Hunt through the lines below for the string "ConnectionClosed" and copy each one that has it.

Material provided: Begin

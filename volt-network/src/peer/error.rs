use thiserror::Error;

use volt_chain::SerializationError;

/// Reasons a peer connection ends, each mapped to the ban score the
/// violation earns.
#[derive(Error, Debug)]
pub enum PeerError {
    /// The socket failed.
    #[error("connection io error: {0}")]
    Io(#[from] std::io::Error),

    /// The peer sent a frame that failed the codec: bad magic, bad
    /// checksum, unknown type, oversized body, or a malformed payload.
    #[error("protocol violation: {0}")]
    Protocol(#[from] SerializationError),

    /// The peer sent a message its handshake state does not allow.
    #[error("message not allowed before the handshake completed")]
    UnexpectedMessage,

    /// The peer's `Version` carried the nonce we sent: we dialled ourselves.
    #[error("connection to self detected")]
    SelfConnection,

    /// The peer's accumulated ban score crossed the threshold.
    #[error("peer banned for repeated violations")]
    Banned,

    /// Nothing arrived within the inactivity limit.
    #[error("peer idle past the inactivity limit")]
    IdleTimeout,

    /// Two heartbeats elapsed without a matching pong.
    #[error("peer failed to answer a heartbeat")]
    HeartbeatTimeout,

    /// The peer closed the connection.
    #[error("peer closed the connection")]
    ConnectionClosed,

    /// The node is shutting down.
    #[error("node is shutting down")]
    Shutdown,
}

impl PeerError {
    /// The ban score this failure earns the peer's address.
    pub fn ban_score(&self) -> u8 {
        match self {
            PeerError::Protocol(_) => 10,
            PeerError::UnexpectedMessage => 50,
            PeerError::Io(_)
            | PeerError::SelfConnection
            | PeerError::Banned
            | PeerError::IdleTimeout
            | PeerError::HeartbeatTimeout
            | PeerError::ConnectionClosed
            | PeerError::Shutdown => 0,
        }
    }
}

Material provided: End

Result:
    ConnectionClosed,
            | PeerError::ConnectionClosed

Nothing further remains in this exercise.